Øya Festival cuenta con un apoyo muy claro por parte del gobierno noruego, incluso económico. Y lo hace principalmente por dos razones, al margen de su condición de gran festival: por un lado, el apoyo claro a los artistas escandinavos en general y noruegos en particular que el Festival ha demostrado desde sus inicios. Siempre hay un hueco en la programación para los más destacados grupos y cantantes del momento, este año representados por la sueca Lykkie Li y por el ídolo adolescente noruego Cezinando, pero también para otros muchos grupos como la excelente formación instrumental noruega Steamdome o los emergentes Orions Belte, con su mezcla de blues y música underground que dio lo mejor de sí en un espléndido concierto.
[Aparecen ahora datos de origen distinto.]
//! Main generator API
//!
//! This module provides the primary interface for the generator library.
//! The Generator struct is the entry point: load a database, then resolve
//! it into a complete `DriverSpec`. Resolution is fail-fast: the first
//! structural problem aborts the run, so a returned specification is
//! always complete and internally consistent.

use std::collections::HashMap;
use std::path::Path;

use crate::classify::classify;
use crate::config::GeneratorConfig;
use crate::database::{self, Database, Message};
use crate::layout::{check_overlap, resolve_layout};
use crate::transform::resolve_transform;
use crate::types::{
    AccessorKind, AccessorSpec, Direction, DriverSpec, FieldSpec, GeneratorError, MessageIdEntry,
    MessageSpec, Result,
};

/// The main generator struct - entry point for driver generation
pub struct Generator {
    /// The projected database driving the generation
    database: Database,
}

impl Generator {
    /// Create a generator from an already projected database
    pub fn from_database(database: Database) -> Self {
        Self { database }
    }

    /// Load a DBC file and create a generator for it
    ///
    /// # Arguments
    /// * `path` - Path to the DBC file
    ///
    /// # Example
    /// ```no_run
    /// use can_driver_gen::Generator;
    /// use std::path::Path;
    ///
    /// let generator = Generator::from_dbc_file(Path::new("ebtm.dbc")).unwrap();
    /// ```
    pub fn from_dbc_file(path: &Path) -> Result<Self> {
        Ok(Self {
            database: database::dbc::load_dbc_file(path)?,
        })
    }

    /// Parse DBC text and create a generator for it
    pub fn from_dbc_str(content: &str) -> Result<Self> {
        Ok(Self {
            database: database::dbc::parse_dbc(content)?,
        })
    }

    /// Access the projected database
    pub fn database(&self) -> &Database {
        &self.database
    }

    /// Resolve the complete driver specification
    ///
    /// Classifies messages under the configured direction policy, resolves
    /// the storage layout and value transform of every signal, and
    /// assembles the result. Declaration order is preserved throughout.
    ///
    /// # Arguments
    /// * `config` - Generation configuration (direction policy)
    ///
    /// # Returns
    /// * `Result<DriverSpec>` - The resolved specification, or the first
    ///   error encountered
    pub fn generate(&self, config: &GeneratorConfig) -> Result<DriverSpec> {
        if self.database.messages.is_empty() {
            return Err(GeneratorError::EmptyDatabase);
        }

        log::info!(
            "Generating driver '{}' from {} messages",
            self.database.name,
            self.database.messages.len()
        );

        let classified = classify(&self.database, &config.direction_policy)?;
        if classified.is_empty() {
            log::warn!(
                "No message of '{}' survived classification, the driver will be empty",
                self.database.name
            );
        }

        let mut message_ids = Vec::with_capacity(classified.len());
        let mut tx_messages = Vec::new();
        let mut rx_messages = Vec::new();
        let mut seen_ids: HashMap<u32, String> = HashMap::new();

        for entry in &classified {
            let message = entry.message;

            // The adapter already rejects duplicate IDs across the whole
            // database; this re-checks the surviving set so hand-built
            // databases get the same guarantee
            if let Some(previous) = seen_ids.insert(message.frame_id, message.name.clone()) {
                return Err(GeneratorError::DuplicateFrameId {
                    first: previous,
                    second: message.name.clone(),
                    frame_id: message.frame_id,
                });
            }

            message_ids.push(MessageIdEntry {
                label: message.id_label(),
                frame_id: message.frame_id,
            });

            let spec = self.resolve_message(message, entry.direction)?;
            match entry.direction {
                Direction::Tx => tx_messages.push(spec),
                Direction::Rx => rx_messages.push(spec),
            }
        }

        log::info!(
            "Driver '{}' resolved: {} TX messages, {} RX messages",
            self.database.name,
            tx_messages.len(),
            rx_messages.len()
        );

        Ok(DriverSpec {
            driver_name: self.database.name.clone(),
            message_ids,
            tx_messages,
            rx_messages,
        })
    }

    /// Resolve the field and accessor lists for one classified message
    fn resolve_message(&self, message: &Message, direction: Direction) -> Result<MessageSpec> {
        let mut fields = Vec::with_capacity(message.signals.len());
        for signal in &message.signals {
            fields.push(FieldSpec {
                signal_name: signal.name.clone(),
                layout: resolve_layout(signal)?,
            });
        }
        check_overlap(&message.name, &fields)?;

        let kind = match direction {
            Direction::Tx => AccessorKind::Setter,
            Direction::Rx => AccessorKind::Getter,
        };

        let mut accessors = Vec::with_capacity(message.signals.len());
        for signal in &message.signals {
            let transform = resolve_transform(signal)?;

            let code = signal
                .type_code
                .ok_or_else(|| GeneratorError::MissingTypeCode {
                    signal: signal.name.clone(),
                })?;
            let physical_type = self
                .database
                .physical_types
                .name_for(code)
                .ok_or_else(|| GeneratorError::UnknownTypeCode {
                    signal: signal.name.clone(),
                    code,
                })?
                .to_string();

            accessors.push(AccessorSpec {
                signal_name: signal.name.clone(),
                physical_type,
                kind,
                transform,
            });
        }

        Ok(MessageSpec {
            name: message.name.clone(),
            id_label: message.id_label(),
            instance_name: message.member_name(),
            frame_id: message.frame_id,
            is_extended: message.is_extended,
            direction,
            fields,
            accessors,
        })
    }
}

#[cfg(test)]
mod tests {
    use super::*;
    use crate::database::{ByteOrder, PhysicalTypeTable, Signal};
    use crate::transform::TransformForm;

    fn signal(name: &str, bit_start: u16, bit_length: u16, scale: f64, offset: f64) -> Signal {
        Signal {
            name: name.to_string(),
            bit_start,
            bit_length,
            byte_order: ByteOrder::LittleEndian,
            is_signed: false,
            scale,
            offset,
            type_code: Some(0),
        }
    }

    fn message(name: &str, frame_id: u32, direction_attr: Option<i64>, signals: Vec<Signal>) -> Message {
        Message {
            name: name.to_string(),
            frame_id,
            is_extended: false,
            instance_name: None,
            direction_attr,
            senders: Vec::new(),
            receivers: Vec::new(),
            signals,
        }
    }

    fn database(messages: Vec<Message>) -> Database {
        Database {
            name: "TEST".to_string(),
            physical_types: PhysicalTypeTable::new(vec![
                "uint8_t".to_string(),
                "float".to_string(),
            ]),
            messages,
        }
    }

    #[test]
    fn test_empty_database_rejected() {
        let generator = Generator::from_database(database(Vec::new()));
        let err = generator
            .generate(&GeneratorConfig::attribute_directions())
            .unwrap_err();
        assert!(matches!(err, GeneratorError::EmptyDatabase));
    }

    #[test]
    fn test_assembly_preserves_order_and_direction() {
        let generator = Generator::from_database(database(vec![
            message("A", 1, Some(1), vec![signal("S1", 0, 8, 1.0, 0.0)]),
            message("B", 2, Some(0), vec![signal("S2", 0, 8, 1.0, 0.0)]),
            message("C", 3, Some(1), vec![signal("S3", 0, 8, 1.0, 0.0)]),
        ]));

        let spec = generator
            .generate(&GeneratorConfig::attribute_directions())
            .unwrap();

        // ID entries cover all survivors in declaration order
        let labels: Vec<&str> = spec.message_ids.iter().map(|e| e.label.as_str()).collect();
        assert_eq!(labels, vec!["A", "B", "C"]);

        let tx_names: Vec<&str> = spec.tx_messages.iter().map(|m| m.name.as_str()).collect();
        assert_eq!(tx_names, vec!["A", "C"]);
        let rx_names: Vec<&str> = spec.rx_messages.iter().map(|m| m.name.as_str()).collect();
        assert_eq!(rx_names, vec!["B"]);

        // TX messages get setters, RX messages get getters
        assert_eq!(spec.tx_messages[0].accessors[0].kind, AccessorKind::Setter);
        assert_eq!(spec.rx_messages[0].accessors[0].kind, AccessorKind::Getter);
    }

    #[test]
    fn test_fail_fast_on_zero_scale() {
        let generator = Generator::from_database(database(vec![
            message("Good", 1, Some(1), vec![signal("S1", 0, 8, 1.0, 0.0)]),
            message("Bad", 2, Some(1), vec![signal("S2", 0, 8, 0.0, 0.0)]),
        ]));

        let err = generator
            .generate(&GeneratorConfig::attribute_directions())
            .unwrap_err();
        assert!(matches!(err, GeneratorError::ZeroScale { .. }));
    }

    #[test]
    fn test_fail_fast_on_overlap() {
        let generator = Generator::from_database(database(vec![message(
            "M",
            1,
            Some(0),
            vec![
                signal("S1", 0, 8, 1.0, 0.0),
                signal("S2", 4, 8, 1.0, 0.0),
            ],
        )]));

        let err = generator
            .generate(&GeneratorConfig::attribute_directions())
            .unwrap_err();
        assert!(matches!(err, GeneratorError::OverlappingSignals { .. }));
    }

    #[test]
    fn test_unknown_type_code() {
        let mut bad = signal("S1", 0, 8, 1.0, 0.0);
        bad.type_code = Some(7);
        let generator =
            Generator::from_database(database(vec![message("M", 1, Some(0), vec![bad])]));

        let err = generator
            .generate(&GeneratorConfig::attribute_directions())
            .unwrap_err();
        match err {
            GeneratorError::UnknownTypeCode { signal, code } => {
                assert_eq!(signal, "S1");
                assert_eq!(code, 7);
            }
            other => panic!("expected UnknownTypeCode, got {:?}", other),
        }
    }

    #[test]
    fn test_missing_type_code() {
        let mut bare = signal("S1", 0, 8, 1.0, 0.0);
        bare.type_code = None;
        let generator =
            Generator::from_database(database(vec![message("M", 1, Some(0), vec![bare])]));

        let err = generator
            .generate(&GeneratorConfig::attribute_directions())
            .unwrap_err();
        assert!(matches!(err, GeneratorError::MissingTypeCode { .. }));
    }

    #[test]
    fn test_duplicate_frame_id_over_survivors() {
        let generator = Generator::from_database(database(vec![
            message("First", 5, Some(1), vec![signal("S1", 0, 8, 1.0, 0.0)]),
            message("Second", 5, Some(0), vec![signal("S2", 0, 8, 1.0, 0.0)]),
        ]));

        let err = generator
            .generate(&GeneratorConfig::attribute_directions())
            .unwrap_err();
        assert!(matches!(err, GeneratorError::DuplicateFrameId { .. }));
    }

    #[test]
    fn test_transform_and_type_resolution() {
        let mut sig = signal("Temp", 0, 11, 0.03125, -273.0);
        sig.type_code = Some(1);
        let generator =
            Generator::from_database(database(vec![message("M", 1, Some(0), vec![sig])]));

        let spec = generator
            .generate(&GeneratorConfig::attribute_directions())
            .unwrap();
        let accessor = &spec.rx_messages[0].accessors[0];
        assert_eq!(accessor.physical_type, "float");
        assert_eq!(accessor.transform.form, TransformForm::Affine);
        assert_eq!(accessor.transform.scale, 0.03125);
    }

    #[test]
    fn test_all_excluded_yields_empty_spec() {
        let generator = Generator::from_database(database(vec![message(
            "Unrelated",
            1,
            None,
            vec![signal("S1", 0, 8, 1.0, 0.0)],
        )]));

        let config = GeneratorConfig::membership_directions("FVT_ECU");
        let spec = generator.generate(&config).unwrap();
        assert_eq!(spec.message_count(), 0);
        assert!(spec.message_ids.is_empty());
    }
}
El parque urbano de Tøyen acoge el festival desde 2014
El otro lado positivo del festival es su conciencia ecológica. Con una especial atención por el mantenimiento del espacio en perfecto estado, hacen un especial esfuerzo en las patrullas de limpieza, muchas de ellas formadas por voluntarios (incluso cuentan con una patrulla especial de niños), que realizan un trabajo concienzudo. Y se esmeran también en contar con una buena representación de productos ecológicos en sus zonas de comida. Esta conciencia ecológica en un país como Noruega que ofrece un perfil especialmente medioambiental (sobre todo ahora que Oslo ha sido declarada Capital Medioambiental de 2019), aunque en realidad esta cara amable frente a la naturaleza pueda ser más que discutible, le permite al festival tener un perfil positivo que sin duda ha contribuido también a su éxito.Pero lo cierto es que un festival de las características de Øya Festival resulta cada vez menos sostenible. Y por eso finalmente ha acabado siendo adquirido por un fondo de inversiones norteamericano que le permitirá tener el músculo financiero adecuado para afrontar el futuro con cierta tranquilidad. Los fundadores del festival, Claes Olsen y Linn Lunder, pretenden dejar claro que ellos y sus socios noruegos siguen teniendo el control creativa y administrativo, para evitar suspicacias incluso a nivel político. Y la verdad es que, aunque los beneficios de un festival de estas características no suelen ser grandes, este tipo de eventos parecen ser lo suficientemente atractivos para los fondos de inversiones. Por eso, la empresa norteamericana Providence Equity Partners, con unos activos de 58 billones de dólares, ha decidido invertir en tres festivales europeos, por el momento. A través de su filial Superstruct Entertainment Group ya han comprado el festival de música electrónica Sonar de Barcelona, con más de 120.000 asistentes; Sziget en Budapest, que en 2016 alcanzó su record de 496.000 espectadores; y Øya Festival en Oslo. Por su parte, otro fondo de inversiones estadounidense, The Yucaipa Companies, ha comprado Primavera Sound, el otro gran festival que se celebra en Barcelona.
Numeroso público se da cita cada año en Øya Festival
No sabemos de qué forma real influirán estos fondos de inversiones en el futuro de estas citas musicales. Es, sin duda, un riesgo importante por parte de sus organizadores ponerse en manos de estas corporaciones que no suelen tener reparos en fagocitar sus propias inversiones cuando éstas no dan los resultados esperados, pero también es cierto que, dado el cambio de modelo de negocio que está viviendo la industria musical, los festivales necesitan una estructura económica lo suficientemente contundente como para hacer frente a su consolidación.